**TASK PROMPT**
Repeat only the stretch of lines below that runs from the line with "let prober = self.prober.clone();" through the line with "must be harmless.", unaltered.

*** EXERCISE INPUT ***

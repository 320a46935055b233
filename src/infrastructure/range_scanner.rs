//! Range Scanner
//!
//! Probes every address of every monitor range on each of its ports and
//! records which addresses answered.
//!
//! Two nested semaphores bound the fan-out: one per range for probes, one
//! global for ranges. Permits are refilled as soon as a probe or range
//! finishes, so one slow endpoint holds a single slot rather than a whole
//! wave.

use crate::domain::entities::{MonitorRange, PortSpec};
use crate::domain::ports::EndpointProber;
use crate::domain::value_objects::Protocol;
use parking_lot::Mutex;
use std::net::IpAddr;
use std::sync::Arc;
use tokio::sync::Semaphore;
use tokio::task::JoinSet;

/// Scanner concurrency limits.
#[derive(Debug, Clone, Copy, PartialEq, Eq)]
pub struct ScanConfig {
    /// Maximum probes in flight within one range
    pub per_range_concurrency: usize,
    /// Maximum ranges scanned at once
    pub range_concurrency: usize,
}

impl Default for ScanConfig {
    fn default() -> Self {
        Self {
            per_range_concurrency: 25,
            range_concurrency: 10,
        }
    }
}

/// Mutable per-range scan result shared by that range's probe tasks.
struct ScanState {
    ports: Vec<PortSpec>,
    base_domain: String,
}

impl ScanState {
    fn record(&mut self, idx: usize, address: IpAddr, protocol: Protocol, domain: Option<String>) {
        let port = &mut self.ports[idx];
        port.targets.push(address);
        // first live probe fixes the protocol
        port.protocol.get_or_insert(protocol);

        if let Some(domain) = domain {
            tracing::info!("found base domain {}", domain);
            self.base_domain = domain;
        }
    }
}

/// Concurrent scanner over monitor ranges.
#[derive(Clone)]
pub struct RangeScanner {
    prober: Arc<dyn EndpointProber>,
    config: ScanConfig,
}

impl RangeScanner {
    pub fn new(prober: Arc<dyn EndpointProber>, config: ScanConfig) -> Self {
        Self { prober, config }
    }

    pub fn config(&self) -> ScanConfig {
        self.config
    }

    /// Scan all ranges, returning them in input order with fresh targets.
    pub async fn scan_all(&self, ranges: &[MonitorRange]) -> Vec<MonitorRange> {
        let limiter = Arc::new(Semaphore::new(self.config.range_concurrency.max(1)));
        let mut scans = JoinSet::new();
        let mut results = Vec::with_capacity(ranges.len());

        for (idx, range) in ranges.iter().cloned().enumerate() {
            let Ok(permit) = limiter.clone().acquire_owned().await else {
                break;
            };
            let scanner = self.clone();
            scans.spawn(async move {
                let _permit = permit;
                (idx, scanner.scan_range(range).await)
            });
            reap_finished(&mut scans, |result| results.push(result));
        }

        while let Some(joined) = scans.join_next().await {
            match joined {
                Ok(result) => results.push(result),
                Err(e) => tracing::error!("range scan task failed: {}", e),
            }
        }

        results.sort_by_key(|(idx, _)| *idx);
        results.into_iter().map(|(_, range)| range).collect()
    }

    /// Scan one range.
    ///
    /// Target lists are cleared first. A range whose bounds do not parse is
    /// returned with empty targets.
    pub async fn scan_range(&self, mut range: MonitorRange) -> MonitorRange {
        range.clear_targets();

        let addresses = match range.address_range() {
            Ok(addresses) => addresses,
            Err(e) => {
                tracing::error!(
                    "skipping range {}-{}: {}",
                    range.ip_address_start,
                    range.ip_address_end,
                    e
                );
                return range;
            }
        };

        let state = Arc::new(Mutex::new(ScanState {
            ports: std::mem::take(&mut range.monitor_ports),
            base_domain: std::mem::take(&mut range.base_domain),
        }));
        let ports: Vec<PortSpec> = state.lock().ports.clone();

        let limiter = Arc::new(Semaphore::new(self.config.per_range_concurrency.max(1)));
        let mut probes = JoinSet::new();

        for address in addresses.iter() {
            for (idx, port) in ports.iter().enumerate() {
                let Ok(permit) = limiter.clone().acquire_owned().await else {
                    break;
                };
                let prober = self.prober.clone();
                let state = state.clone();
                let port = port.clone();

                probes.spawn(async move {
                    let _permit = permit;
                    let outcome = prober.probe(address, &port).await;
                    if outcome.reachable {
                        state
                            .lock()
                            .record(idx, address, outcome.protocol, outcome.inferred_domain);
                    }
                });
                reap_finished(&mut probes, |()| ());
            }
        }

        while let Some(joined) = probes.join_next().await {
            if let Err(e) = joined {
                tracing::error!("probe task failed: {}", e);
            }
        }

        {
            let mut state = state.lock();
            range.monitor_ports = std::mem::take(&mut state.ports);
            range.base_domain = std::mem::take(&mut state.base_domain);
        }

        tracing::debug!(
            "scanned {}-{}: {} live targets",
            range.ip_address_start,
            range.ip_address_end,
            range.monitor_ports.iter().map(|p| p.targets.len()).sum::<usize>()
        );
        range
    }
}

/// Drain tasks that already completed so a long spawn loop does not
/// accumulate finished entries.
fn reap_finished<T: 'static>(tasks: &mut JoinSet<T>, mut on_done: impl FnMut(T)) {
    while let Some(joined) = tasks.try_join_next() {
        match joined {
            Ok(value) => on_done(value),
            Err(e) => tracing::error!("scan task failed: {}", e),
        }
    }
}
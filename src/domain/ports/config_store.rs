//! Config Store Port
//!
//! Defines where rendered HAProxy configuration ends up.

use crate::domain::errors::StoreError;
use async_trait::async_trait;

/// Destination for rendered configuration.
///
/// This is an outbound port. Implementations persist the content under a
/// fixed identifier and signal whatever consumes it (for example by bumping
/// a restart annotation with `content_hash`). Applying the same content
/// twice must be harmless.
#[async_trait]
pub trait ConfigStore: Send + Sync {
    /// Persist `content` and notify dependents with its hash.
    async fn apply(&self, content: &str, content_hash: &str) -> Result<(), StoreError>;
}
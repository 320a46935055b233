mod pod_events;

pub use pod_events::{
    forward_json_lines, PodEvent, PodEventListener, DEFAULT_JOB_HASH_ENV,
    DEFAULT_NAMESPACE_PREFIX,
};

*** End of EXERCISE INPUT ***
*** EXERCISE INPUT ***

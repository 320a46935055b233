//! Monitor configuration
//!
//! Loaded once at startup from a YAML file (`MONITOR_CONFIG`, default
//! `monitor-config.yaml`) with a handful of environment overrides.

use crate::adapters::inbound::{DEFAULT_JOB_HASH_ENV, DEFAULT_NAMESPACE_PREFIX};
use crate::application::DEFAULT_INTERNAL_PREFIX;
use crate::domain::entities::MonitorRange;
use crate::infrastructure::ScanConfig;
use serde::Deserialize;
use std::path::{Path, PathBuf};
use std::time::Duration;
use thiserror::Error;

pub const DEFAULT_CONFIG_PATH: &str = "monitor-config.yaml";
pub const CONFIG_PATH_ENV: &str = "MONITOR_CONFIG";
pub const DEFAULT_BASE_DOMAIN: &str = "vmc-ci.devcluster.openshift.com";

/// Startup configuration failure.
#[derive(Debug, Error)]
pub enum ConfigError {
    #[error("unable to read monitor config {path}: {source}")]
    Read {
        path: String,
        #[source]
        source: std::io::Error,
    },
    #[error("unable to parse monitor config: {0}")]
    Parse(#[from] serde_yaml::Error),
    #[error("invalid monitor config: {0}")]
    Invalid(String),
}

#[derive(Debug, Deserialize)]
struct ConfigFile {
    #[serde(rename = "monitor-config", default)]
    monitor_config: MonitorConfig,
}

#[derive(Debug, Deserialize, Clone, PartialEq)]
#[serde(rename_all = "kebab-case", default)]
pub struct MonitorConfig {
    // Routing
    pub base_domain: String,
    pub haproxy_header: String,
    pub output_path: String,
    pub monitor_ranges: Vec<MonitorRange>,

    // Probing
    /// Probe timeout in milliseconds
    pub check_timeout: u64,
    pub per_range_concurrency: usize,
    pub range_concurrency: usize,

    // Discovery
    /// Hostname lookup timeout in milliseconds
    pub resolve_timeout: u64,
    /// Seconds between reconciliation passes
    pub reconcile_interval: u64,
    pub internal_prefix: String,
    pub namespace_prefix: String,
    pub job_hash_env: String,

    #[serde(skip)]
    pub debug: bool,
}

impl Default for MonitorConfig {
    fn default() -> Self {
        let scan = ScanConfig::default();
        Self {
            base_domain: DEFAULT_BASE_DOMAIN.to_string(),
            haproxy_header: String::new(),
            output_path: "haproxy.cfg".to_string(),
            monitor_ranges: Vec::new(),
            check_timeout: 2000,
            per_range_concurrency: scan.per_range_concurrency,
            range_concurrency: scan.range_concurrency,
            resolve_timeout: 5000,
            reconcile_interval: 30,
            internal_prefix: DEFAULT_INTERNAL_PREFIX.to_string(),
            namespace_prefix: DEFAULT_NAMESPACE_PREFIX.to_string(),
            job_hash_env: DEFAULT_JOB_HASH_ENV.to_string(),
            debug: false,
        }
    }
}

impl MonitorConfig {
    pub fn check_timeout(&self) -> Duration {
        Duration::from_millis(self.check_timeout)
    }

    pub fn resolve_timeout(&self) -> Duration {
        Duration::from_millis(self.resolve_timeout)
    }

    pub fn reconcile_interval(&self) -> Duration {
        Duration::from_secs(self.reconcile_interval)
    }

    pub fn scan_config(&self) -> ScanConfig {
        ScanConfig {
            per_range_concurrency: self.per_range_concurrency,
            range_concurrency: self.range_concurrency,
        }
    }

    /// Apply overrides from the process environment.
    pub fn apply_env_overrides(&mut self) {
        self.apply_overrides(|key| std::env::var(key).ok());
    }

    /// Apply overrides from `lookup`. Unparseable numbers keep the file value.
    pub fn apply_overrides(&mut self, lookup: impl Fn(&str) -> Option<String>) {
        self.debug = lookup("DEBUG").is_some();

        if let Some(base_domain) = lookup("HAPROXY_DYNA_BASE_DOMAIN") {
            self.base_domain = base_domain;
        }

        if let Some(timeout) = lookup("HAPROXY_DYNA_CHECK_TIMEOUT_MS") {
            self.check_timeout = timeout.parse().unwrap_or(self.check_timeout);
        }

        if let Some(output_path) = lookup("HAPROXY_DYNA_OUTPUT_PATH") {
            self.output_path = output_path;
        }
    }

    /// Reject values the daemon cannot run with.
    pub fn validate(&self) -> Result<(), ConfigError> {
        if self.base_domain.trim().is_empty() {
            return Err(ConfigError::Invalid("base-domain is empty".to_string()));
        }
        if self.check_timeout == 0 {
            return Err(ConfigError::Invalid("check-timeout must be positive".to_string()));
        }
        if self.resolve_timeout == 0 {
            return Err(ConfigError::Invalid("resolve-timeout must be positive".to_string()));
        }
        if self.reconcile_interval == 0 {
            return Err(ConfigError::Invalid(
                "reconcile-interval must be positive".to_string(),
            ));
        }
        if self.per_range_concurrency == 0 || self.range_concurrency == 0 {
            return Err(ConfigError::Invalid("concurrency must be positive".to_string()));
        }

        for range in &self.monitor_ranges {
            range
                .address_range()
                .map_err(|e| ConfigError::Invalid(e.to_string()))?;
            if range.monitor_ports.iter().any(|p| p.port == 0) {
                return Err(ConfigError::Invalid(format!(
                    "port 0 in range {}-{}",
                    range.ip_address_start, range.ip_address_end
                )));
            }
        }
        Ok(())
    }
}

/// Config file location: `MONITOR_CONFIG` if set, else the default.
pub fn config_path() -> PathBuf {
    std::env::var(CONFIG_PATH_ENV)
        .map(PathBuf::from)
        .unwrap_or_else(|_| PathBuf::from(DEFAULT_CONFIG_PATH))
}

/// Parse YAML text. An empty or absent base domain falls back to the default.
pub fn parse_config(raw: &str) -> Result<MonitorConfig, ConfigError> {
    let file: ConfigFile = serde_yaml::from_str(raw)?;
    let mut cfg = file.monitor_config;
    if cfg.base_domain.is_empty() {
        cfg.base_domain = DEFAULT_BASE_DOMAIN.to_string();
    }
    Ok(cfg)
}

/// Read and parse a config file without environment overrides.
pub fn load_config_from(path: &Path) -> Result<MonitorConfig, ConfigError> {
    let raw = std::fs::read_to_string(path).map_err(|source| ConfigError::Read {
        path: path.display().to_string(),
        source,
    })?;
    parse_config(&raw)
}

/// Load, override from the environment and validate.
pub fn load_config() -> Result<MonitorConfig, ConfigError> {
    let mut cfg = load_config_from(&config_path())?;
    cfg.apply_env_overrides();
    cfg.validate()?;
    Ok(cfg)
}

*** End of EXERCISE INPUT ***

**YOUR RESPONSE**
                let prober = self.prober.clone();
                let state = state.clone();
                let port = port.clone();

                probes.spawn(async move {
                    let _permit = permit;
                    let outcome = prober.probe(address, &port).await;
                    if outcome.reachable {
                        state
                            .lock()
                            .record(idx, address, outcome.protocol, outcome.inferred_domain);
                    }
                });
                reap_finished(&mut probes, |()| ());
            }
        }

        while let Some(joined) = probes.join_next().await {
            if let Err(e) = joined {
                tracing::error!("probe task failed: {}", e);
            }
        }

        {
            let mut state = state.lock();
            range.monitor_ports = std::mem::take(&mut state.ports);
            range.base_domain = std::mem::take(&mut state.base_domain);
        }

        tracing::debug!(
            "scanned {}-{}: {} live targets",
            range.ip_address_start,
            range.ip_address_end,
            range.monitor_ports.iter().map(|p| p.targets.len()).sum::<usize>()
        );
        range
    }
}

/// Drain tasks that already completed so a long spawn loop does not
/// accumulate finished entries.
fn reap_finished<T: 'static>(tasks: &mut JoinSet<T>, mut on_done: impl FnMut(T)) {
    while let Some(joined) = tasks.try_join_next() {
        match joined {
            Ok(value) => on_done(value),
            Err(e) => tracing::error!("scan task failed: {}", e),
        }
    }
}
filename src/domain/ports/config_store.rs
//! Config Store Port
//!
//! Defines where rendered HAProxy configuration ends up.

use crate::domain::errors::StoreError;
use async_trait::async_trait;

/// Destination for rendered configuration.
///
/// This is an outbound port. Implementations persist the content under a
/// fixed identifier and signal whatever consumes it (for example by bumping
/// a restart annotation with `content_hash`). Applying the same content
/// twice must be harmless.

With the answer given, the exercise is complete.